The course urged an examination of not only how we (the people/society/tribes across time) tell ourselves the truth: i.e., "make narrative structure" to explain ourselves to ourselves and others across time and space, but also how we as individuals draw our selves and our sense of self from the truths and"truths" and outright lies we tell: just as fictional characters are sculpted via their words and actions, so too are we.

So, starting in 2006, I directed my students to this as their initial foray into our mutual cultural examination of narration and their own, more personal one.  It seems a good place to begin again once more as I attempt to transition away from teaching in a formal setting and whispering across the darkness in this cybersphere.  Perhaps you will find reason to whisper back.

September 2006:

Recommended to me in the spring of 2006 by a colleague whose taste I trust is IRELAND, by Frank Delaney. Now, here's a boy whom I had not previously met, but his ken is dear to me, and my friend knew I would find syncronicity in his words.

So I acquire a copy of the book, and took it to hand the first moment I could--much later into my summer than I had intended; but then, everything about that season had been out of time...

I sit myself down in my favorite reading chair, turn the fan to "low" and "breeze", and turn back the cover and the first several pages, coming to rest upon the Author's Note:

"Beneath all the histories of Ireland, from the present day through her long troubled relationship with England and back to the earliest times, there has always been another, less obvious reporter speaking--the oral tradition, Ireland's vernacular narrative, telling the country's tale to her people in stories handed down since God was a boy.
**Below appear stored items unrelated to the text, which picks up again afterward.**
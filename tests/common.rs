/*
Rahu Kalam Daemon: Sends the day's Rahu Kalam to WhatsApp as a voice note.
Copyright (C) 2024 amFOSS

This program is free software: you can redistribute it and/or modify
it under the terms of the GNU General Public License as published by
the Free Software Foundation, either version 3 of the License, or
(at your option) any later version.

This program is distributed in the hope that it will be useful,
but WITHOUT ANY WARRANTY; without even the implied warranty of
MERCHANTABILITY or FITNESS FOR A PARTICULAR PURPOSE.  See the
GNU General Public License for more details.

You should have received a copy of the GNU General Public License
along with this program.  If not, see <https://www.gnu.org/licenses/>.
*/
#![allow(dead_code)]
use tokio::io::{AsyncReadExt, AsyncWriteExt};
use tokio::net::{TcpListener, TcpStream};
use tokio::task::JoinHandle;

/// A one-shot HTTP server on localhost. It answers the first request with a
/// canned response and hands back the raw request it received.
pub struct Stub {
    pub base_url: String,
    request: JoinHandle<String>,
}

impl Stub {
    pub async fn request(self) -> String {
        self.request.await.unwrap()
    }
}

pub async fn serve_once(
    status: &'static str,
    content_type: &'static str,
    body: &'static str,
) -> Stub {
    let listener = TcpListener::bind("127.0.0.1:0").await.unwrap();
    let base_url = format!("http://{}", listener.local_addr().unwrap());

    let request = tokio::spawn(async move {
        let (mut socket, _) = listener.accept().await.unwrap();
        let request = read_request(&mut socket).await;
        let response = format!(
            "HTTP/1.1 {}\r\nContent-Type: {}\r\nContent-Length: {}\r\nConnection: close\r\n\r\n{}",
            status,
            content_type,
            body.len(),
            body
        );
        socket.write_all(response.as_bytes()).await.unwrap();
        socket.shutdown().await.ok();
        request
    });

    Stub { base_url, request }
}

/// An address nothing listens on.
pub async fn closed_port() -> String {
    let listener = TcpListener::bind("127.0.0.1:0").await.unwrap();
    let addr = listener.local_addr().unwrap();
    drop(listener);
    format!("http://{}", addr)
}

async fn read_request(socket: &mut TcpStream) -> String {
    let mut buf = Vec::new();
    let mut chunk = [0u8; 4096];

    loop {
        let n = socket.read(&mut chunk).await.unwrap();
        if n == 0 {
            break;
        }
        buf.extend_from_slice(&chunk[..n]);
        if request_complete(&buf) {
            break;
        }
    }
    String::from_utf8_lossy(&buf).into_owned()
}

fn request_complete(buf: &[u8]) -> bool {
    let Some(end) = buf.windows(4).position(|w| w == b"\r\n\r\n") else {
        return false;
    };
    let head = String::from_utf8_lossy(&buf[..end]).to_lowercase();
    let body = &buf[end + 4..];

    let content_length = head
        .lines()
        .find_map(|line| line.strip_prefix("content-length:"))
        .and_then(|len| len.trim().parse::<usize>().ok());

    match content_length {
        Some(len) => body.len() >= len,
        None if head.contains("transfer-encoding: chunked") => body.ends_with(b"0\r\n\r\n"),
        None => true,
    }
}
/*
Rahu Kalam Daemon: Sends the day's Rahu Kalam to WhatsApp as a voice note.
Copyright (C) 2024 amFOSS

This program is free software: you can redistribute it and/or modify
it under the terms of the GNU General Public License as published by
the Free Software Foundation, either version 3 of the License, or
(at your option) any later version.

This program is distributed in the hope that it will be useful,
but WITHOUT ANY WARRANTY; without even the implied warranty of
MERCHANTABILITY or FITNESS FOR A PARTICULAR PURPOSE.  See the
GNU General Public License for more details.

You should have received a copy of the GNU General Public License
along with this program.  If not, see <https://www.gnu.org/licenses/>.
*/
/// Tamil-capable voice used for the Rahu Kalam announcement.
pub const TAMIL_VOICE_ID: &str = "C2RGMrNBTZaNfddRPeRH";
/// Voice used for the plain English morning greeting.
pub const ENGLISH_VOICE_ID: &str = "EXAVITQu4vr4xnSDxMaL";

pub const MULTILINGUAL_MODEL_ID: &str = "eleven_multilingual_v2";
pub const MP3_OUTPUT_FORMAT: &str = "mp3_44100_128";

// Endpoints
pub const ELEVENLABS_URL: &str = "https://api.elevenlabs.io/v1/text-to-speech";
pub const GREEN_API_URL: &str = "https://api.green-api.com";
pub const OPEN_METEO_URL: &str = "https://api.open-meteo.com/v1/forecast";

/// WhatsApp personal chats are addressed as `<number>@c.us`.
pub const PERSONAL_CHAT_SUFFIX: &str = "@c.us";

// Chennai
pub const DEFAULT_LATITUDE: f64 = 13.08784;
pub const DEFAULT_LONGITUDE: f64 = 80.27847;
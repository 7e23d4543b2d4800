/*
Rahu Kalam Daemon: Sends the day's Rahu Kalam to WhatsApp as a voice note.
Copyright (C) 2024 amFOSS

This program is free software: you can redistribute it and/or modify
it under the terms of the GNU General Public License as published by
the Free Software Foundation, either version 3 of the License, or
(at your option) any later version.

This program is distributed in the hope that it will be useful,
but WITHOUT ANY WARRANTY; without even the implied warranty of
MERCHANTABILITY or FITNESS FOR A PARTICULAR PURPOSE.  See the
GNU General Public License for more details.

You should have received a copy of the GNU General Public License
along with this program.  If not, see <https://www.gnu.org/licenses/>.
*/
use anyhow::{anyhow, bail, Context as _, Result};
use async_trait::async_trait;
use chrono::{NaiveDate, NaiveDateTime, TimeZone};
use chrono_tz::Tz;
use serde::Deserialize;
use tracing::{debug, trace};

use super::{DayWindow, DayWindowSource};

const LOCAL_TIME_FORMAT: &str = "%Y-%m-%dT%H:%M";

#[derive(Debug, Deserialize)]
struct DailyResponse {
    daily: Daily,
}

#[derive(Debug, Deserialize)]
struct Daily {
    #[serde(default)]
    time: Vec<String>,
    #[serde(default)]
    sunrise: Vec<String>,
    #[serde(default)]
    sunset: Vec<String>,
}

/// Looks sunrise and sunset up from the Open-Meteo daily API.
pub struct RemoteLookup {
    client: reqwest::Client,
    base_url: String,
    latitude: f64,
    longitude: f64,
    tz: Tz,
}

impl RemoteLookup {
    pub fn new(
        client: reqwest::Client,
        base_url: impl Into<String>,
        latitude: f64,
        longitude: f64,
        tz: Tz,
    ) -> Self {
        Self {
            client,
            base_url: base_url.into(),
            latitude,
            longitude,
            tz,
        }
    }
}

#[async_trait]
impl DayWindowSource for RemoteLookup {
    fn name(&self) -> &str {
        "Open-Meteo"
    }

    async fn day_window(&self, date: NaiveDate) -> Result<DayWindow> {
        trace!("Fetching sunrise and sunset for {}", date);
        let day = date.format("%Y-%m-%d").to_string();

        let response = self
            .client
            .get(&self.base_url)
            .query(&[
                ("latitude", self.latitude.to_string()),
                ("longitude", self.longitude.to_string()),
                ("daily", "sunrise,sunset".to_string()),
                ("timezone", self.tz.name().to_string()),
                ("start_date", day.clone()),
                ("end_date", day),
            ])
            .send()
            .await
            .map_err(reqwest::Error::without_url)
            .context("Failed to reach Open-Meteo")?;

        let status = response.status();
        if !status.is_success() {
            let body = response.text().await.unwrap_or_default();
            bail!("Open-Meteo returned {}: {}", status, body);
        }

        let response: DailyResponse = response
            .json()
            .await
            .map_err(reqwest::Error::without_url)
            .context("Failed to parse Open-Meteo response")?;
        debug!("Open-Meteo daily: {:?}", response.daily);

        parse_day_window(&response.daily, date, self.tz)
    }
}

fn parse_day_window(daily: &Daily, date: NaiveDate, tz: Tz) -> Result<DayWindow> {
    if let Some(day) = daily.time.first() {
        let expected = date.format("%Y-%m-%d").to_string();
        if *day != expected {
            bail!("Open-Meteo answered for {} instead of {}", day, expected);
        }
    }

    let sunrise = daily
        .sunrise
        .first()
        .ok_or_else(|| anyhow!("Malformed response: no sunrise for {}", date))?;
    let sunset = daily
        .sunset
        .first()
        .ok_or_else(|| anyhow!("Malformed response: no sunset for {}", date))?;

    let window = DayWindow {
        sunrise: parse_local(sunrise, tz).context("Failed to parse sunrise")?,
        sunset: parse_local(sunset, tz).context("Failed to parse sunset")?,
    };

    if window.sunset <= window.sunrise {
        bail!(
            "Sunset {} is not after sunrise {} on {}",
            window.sunset,
            window.sunrise,
            date
        );
    }

    Ok(window)
}

fn parse_local(value: &str, tz: Tz) -> Result<chrono::DateTime<Tz>> {
    let naive = NaiveDateTime::parse_from_str(value, LOCAL_TIME_FORMAT)
        .with_context(|| format!("{:?} is not a local time", value))?;
    tz.from_local_datetime(&naive)
        .single()
        .ok_or_else(|| anyhow!("{} does not exist exactly once in {}", naive, tz))
}

#[cfg(test)]
mod tests {
    use super::*;
    use chrono::Timelike;
    use chrono_tz::Asia::Kolkata;

    fn daily(json: &str) -> Daily {
        serde_json::from_str::<DailyResponse>(json).unwrap().daily
    }

    fn date() -> NaiveDate {
        NaiveDate::from_ymd_opt(2024, 6, 3).unwrap()
    }

    #[test]
    fn parses_sunrise_and_sunset() {
        let daily = daily(
            r#"{
                "latitude": 13.08,
                "longitude": 80.28,
                "timezone": "Asia/Kolkata",
                "daily_units": {"time": "iso8601", "sunrise": "iso8601", "sunset": "iso8601"},
                "daily": {
                    "time": ["2024-06-03"],
                    "sunrise": ["2024-06-03T05:43"],
                    "sunset": ["2024-06-03T18:37"]
                }
            }"#,
        );

        let window = parse_day_window(&daily, date(), Kolkata).unwrap();
        assert_eq!((window.sunrise.hour(), window.sunrise.minute()), (5, 43));
        assert_eq!((window.sunset.hour(), window.sunset.minute()), (18, 37));
        assert_eq!(window.sunrise.timezone(), Kolkata);
    }

    #[test]
    fn missing_data_is_an_error() {
        let daily = daily(r#"{"daily": {"time": ["2024-06-03"], "sunrise": [], "sunset": []}}"#);
        assert!(parse_day_window(&daily, date(), Kolkata).is_err());
    }

    #[test]
    fn answer_for_another_day_is_an_error() {
        let daily = daily(
            r#"{"daily": {
                "time": ["2024-06-02"],
                "sunrise": ["2024-06-02T05:43"],
                "sunset": ["2024-06-02T18:37"]
            }}"#,
        );
        assert!(parse_day_window(&daily, date(), Kolkata).is_err());
    }

    #[test]
    fn inverted_day_is_an_error() {
        let daily = daily(
            r#"{"daily": {
                "time": ["2024-06-03"],
                "sunrise": ["2024-06-03T18:37"],
                "sunset": ["2024-06-03T05:43"]
            }}"#,
        );
        assert!(parse_day_window(&daily, date(), Kolkata).is_err());
    }

    #[test]
    fn garbage_time_is_an_error() {
        let daily = daily(
            r#"{"daily": {
                "time": ["2024-06-03"],
                "sunrise": ["sometime in the morning"],
                "sunset": ["2024-06-03T18:37"]
            }}"#,
        );
        assert!(parse_day_window(&daily, date(), Kolkata).is_err());
    }
}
"This fireside voice took great care to say that imagination and emotion insist on playing their parts in every history, and therefore, to understand the Irish, mere facts can never be enough; this is a country that reprocesses itself through the mills of its imagination.

"But we all do that [emphasis added]; we merge our myths with our facts according to our feelings, we tell ourselves our own story. And no matter what we are told, we choose what we believe. All 'truths' are only our truths, because we bring to the 'facts' our feelings, our experiences, our wishes. Thus, storytelling--from wherever it comes--forms a layer in the foundation of the world; and glinting in it we see the trace elements of every tribe on earth [again with the emphasis]."

Oh, Frank Delaney! Who on earth are you that you so closely channel the ways I speak about truth and how it's told? Is there some synaptic charge that informs us? Because we share a bloodline, do we share an urge toward a particular philosophic bent?

Yes, I added emphasis in two particular places: Where you, my brother from across the sea, acknowledge the inclusion of "other" in your view, your cant is decidedly toward our family, the Irish as a tribe. Here our paths diverge: My view is really always toward those who are "not" "mine;" it is always and urgently my nudge toward recognition that there is no other, that we are all far more alike than different, that cultural/systemic distinctions provide nuance but should not stand as barriers and borders and evidence of "wrong"/not "right"/alien and deserving of, even inviting fear, derision and loathing.

But it is a small point, is it not? I see that you agree with me on this. Your subject happens to be our little family, the Irish; my subject happens to be our big family.

And so, Frank Delaney, how do we tell ourselves the truth? Well, as you note, some of us--gifted with gab?--"get it" that the straightest, surest path to truth is nevertheless a landscaped one.

Ah, Frank Delaney, how I would enjoy a pint and a convo with you!